The stretch wanted below opens at the line containing "capacity must be" and closes at the line containing "else if let". Please return it exactly, with no other lines.

RECORD EXTRACTS
---
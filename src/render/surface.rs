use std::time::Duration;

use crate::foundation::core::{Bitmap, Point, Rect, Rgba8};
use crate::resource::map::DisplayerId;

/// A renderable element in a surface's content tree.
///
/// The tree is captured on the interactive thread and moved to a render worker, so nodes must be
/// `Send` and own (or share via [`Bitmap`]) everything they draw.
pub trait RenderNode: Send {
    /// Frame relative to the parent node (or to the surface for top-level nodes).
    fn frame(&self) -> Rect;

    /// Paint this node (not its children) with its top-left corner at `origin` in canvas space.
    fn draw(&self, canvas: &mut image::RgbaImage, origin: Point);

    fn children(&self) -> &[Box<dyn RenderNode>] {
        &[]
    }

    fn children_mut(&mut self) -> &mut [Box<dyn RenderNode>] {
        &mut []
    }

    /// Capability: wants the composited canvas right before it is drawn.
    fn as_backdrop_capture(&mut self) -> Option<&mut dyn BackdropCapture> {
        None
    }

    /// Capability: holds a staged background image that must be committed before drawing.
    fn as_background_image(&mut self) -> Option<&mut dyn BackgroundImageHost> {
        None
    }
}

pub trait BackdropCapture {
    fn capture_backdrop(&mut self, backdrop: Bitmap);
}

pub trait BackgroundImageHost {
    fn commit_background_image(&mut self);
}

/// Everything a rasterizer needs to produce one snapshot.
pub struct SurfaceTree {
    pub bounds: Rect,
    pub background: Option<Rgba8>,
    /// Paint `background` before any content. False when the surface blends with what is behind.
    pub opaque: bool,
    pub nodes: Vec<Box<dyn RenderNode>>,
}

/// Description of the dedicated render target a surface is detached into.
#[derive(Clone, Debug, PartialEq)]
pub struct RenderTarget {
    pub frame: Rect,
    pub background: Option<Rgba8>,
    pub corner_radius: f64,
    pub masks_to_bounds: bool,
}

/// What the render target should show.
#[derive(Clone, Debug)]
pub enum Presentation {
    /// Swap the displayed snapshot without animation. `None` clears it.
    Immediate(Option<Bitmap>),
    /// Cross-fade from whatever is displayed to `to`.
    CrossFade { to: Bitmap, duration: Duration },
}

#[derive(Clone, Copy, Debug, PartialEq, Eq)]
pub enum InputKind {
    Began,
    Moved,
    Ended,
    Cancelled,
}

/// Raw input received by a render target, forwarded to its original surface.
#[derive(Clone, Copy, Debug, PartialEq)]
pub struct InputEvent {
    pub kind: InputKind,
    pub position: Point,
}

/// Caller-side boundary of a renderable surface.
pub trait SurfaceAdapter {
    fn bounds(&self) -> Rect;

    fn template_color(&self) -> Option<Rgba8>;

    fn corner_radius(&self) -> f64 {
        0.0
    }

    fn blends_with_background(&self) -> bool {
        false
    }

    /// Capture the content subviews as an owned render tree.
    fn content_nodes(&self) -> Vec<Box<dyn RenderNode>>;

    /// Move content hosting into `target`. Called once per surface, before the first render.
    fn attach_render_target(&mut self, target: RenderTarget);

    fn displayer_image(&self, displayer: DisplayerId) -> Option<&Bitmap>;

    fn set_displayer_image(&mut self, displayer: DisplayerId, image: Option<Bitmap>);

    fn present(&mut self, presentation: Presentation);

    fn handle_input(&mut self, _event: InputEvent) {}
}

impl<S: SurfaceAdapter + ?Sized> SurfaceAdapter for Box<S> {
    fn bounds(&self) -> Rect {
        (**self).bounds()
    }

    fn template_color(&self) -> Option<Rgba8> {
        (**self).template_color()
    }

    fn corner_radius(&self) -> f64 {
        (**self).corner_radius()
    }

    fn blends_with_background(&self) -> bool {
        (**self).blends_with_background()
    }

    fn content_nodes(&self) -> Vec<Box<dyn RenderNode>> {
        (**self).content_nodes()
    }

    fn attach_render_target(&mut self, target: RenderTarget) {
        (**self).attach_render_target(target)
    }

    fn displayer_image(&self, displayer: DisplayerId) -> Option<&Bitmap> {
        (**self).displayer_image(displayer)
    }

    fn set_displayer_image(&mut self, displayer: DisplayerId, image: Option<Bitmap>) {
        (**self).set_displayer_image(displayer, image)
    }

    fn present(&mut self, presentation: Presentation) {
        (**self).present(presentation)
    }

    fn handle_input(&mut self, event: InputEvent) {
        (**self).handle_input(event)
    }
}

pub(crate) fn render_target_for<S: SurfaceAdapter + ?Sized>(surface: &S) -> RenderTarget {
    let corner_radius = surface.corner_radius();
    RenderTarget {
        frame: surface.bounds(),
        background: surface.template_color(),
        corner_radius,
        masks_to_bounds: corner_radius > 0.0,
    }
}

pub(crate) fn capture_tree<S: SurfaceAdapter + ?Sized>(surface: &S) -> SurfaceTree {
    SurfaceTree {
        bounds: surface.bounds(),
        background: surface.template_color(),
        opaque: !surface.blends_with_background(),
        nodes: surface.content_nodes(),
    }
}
---
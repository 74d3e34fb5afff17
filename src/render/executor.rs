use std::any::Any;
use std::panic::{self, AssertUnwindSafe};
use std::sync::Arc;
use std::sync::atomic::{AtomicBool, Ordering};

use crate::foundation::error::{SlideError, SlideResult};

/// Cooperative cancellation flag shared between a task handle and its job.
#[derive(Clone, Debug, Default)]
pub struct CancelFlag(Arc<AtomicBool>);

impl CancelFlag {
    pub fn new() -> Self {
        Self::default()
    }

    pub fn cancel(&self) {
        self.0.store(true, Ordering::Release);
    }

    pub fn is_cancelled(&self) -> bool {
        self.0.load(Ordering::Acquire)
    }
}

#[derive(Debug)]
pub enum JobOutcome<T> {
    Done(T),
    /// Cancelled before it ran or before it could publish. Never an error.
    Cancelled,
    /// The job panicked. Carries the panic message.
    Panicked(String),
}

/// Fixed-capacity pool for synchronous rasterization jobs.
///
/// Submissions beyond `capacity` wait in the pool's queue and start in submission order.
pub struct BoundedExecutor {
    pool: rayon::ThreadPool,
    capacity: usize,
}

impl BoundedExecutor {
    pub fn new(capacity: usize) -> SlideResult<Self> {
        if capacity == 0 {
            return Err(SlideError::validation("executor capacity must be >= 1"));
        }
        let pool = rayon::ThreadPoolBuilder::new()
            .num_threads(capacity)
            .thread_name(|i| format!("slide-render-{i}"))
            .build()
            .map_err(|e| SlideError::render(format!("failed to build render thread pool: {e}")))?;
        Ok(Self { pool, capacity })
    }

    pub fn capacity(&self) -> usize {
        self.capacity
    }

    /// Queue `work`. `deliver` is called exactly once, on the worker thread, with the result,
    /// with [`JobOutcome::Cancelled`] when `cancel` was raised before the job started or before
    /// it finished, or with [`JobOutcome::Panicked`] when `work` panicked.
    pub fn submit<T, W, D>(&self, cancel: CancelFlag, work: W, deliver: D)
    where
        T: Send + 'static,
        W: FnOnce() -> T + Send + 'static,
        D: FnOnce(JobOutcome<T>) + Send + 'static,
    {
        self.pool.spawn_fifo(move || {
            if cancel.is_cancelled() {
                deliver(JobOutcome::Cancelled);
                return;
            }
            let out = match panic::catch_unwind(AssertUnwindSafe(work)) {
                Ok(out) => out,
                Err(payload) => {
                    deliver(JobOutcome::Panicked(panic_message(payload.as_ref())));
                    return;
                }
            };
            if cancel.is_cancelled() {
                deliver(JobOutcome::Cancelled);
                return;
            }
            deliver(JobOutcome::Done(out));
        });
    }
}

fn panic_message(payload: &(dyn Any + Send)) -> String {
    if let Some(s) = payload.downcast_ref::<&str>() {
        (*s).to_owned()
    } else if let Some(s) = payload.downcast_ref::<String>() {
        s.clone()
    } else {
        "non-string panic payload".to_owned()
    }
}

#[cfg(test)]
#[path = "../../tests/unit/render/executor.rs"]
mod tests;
---
EXERCISE RESULT
            return Err(SlideError::validation("executor capacity must be >= 1"));
        }
        let pool = rayon::ThreadPoolBuilder::new()
            .num_threads(capacity)
            .thread_name(|i| format!("slide-render-{i}"))
            .build()
            .map_err(|e| SlideError::render(format!("failed to build render thread pool: {e}")))?;
        Ok(Self { pool, capacity })
    }

    pub fn capacity(&self) -> usize {
        self.capacity
    }

    /// Queue `work`. `deliver` is called exactly once, on the worker thread, with the result,
    /// with [`JobOutcome::Cancelled`] when `cancel` was raised before the job started or before
    /// it finished, or with [`JobOutcome::Panicked`] when `work` panicked.
    pub fn submit<T, W, D>(&self, cancel: CancelFlag, work: W, deliver: D)
    where
        T: Send + 'static,
        W: FnOnce() -> T + Send + 'static,
        D: FnOnce(JobOutcome<T>) + Send + 'static,
    {
        self.pool.spawn_fifo(move || {
            if cancel.is_cancelled() {
                deliver(JobOutcome::Cancelled);
                return;
            }
            let out = match panic::catch_unwind(AssertUnwindSafe(work)) {
                Ok(out) => out,
                Err(payload) => {
                    deliver(JobOutcome::Panicked(panic_message(payload.as_ref())));
                    return;
                }
            };
            if cancel.is_cancelled() {
                deliver(JobOutcome::Cancelled);
                return;
            }
            deliver(JobOutcome::Done(out));
        });
    }
}

fn panic_message(payload: &(dyn Any + Send)) -> String {
    if let Some(s) = payload.downcast_ref::<&str>() {
        (*s).to_owned()
    } else if let Some(s) = payload.downcast_ref::<String>() {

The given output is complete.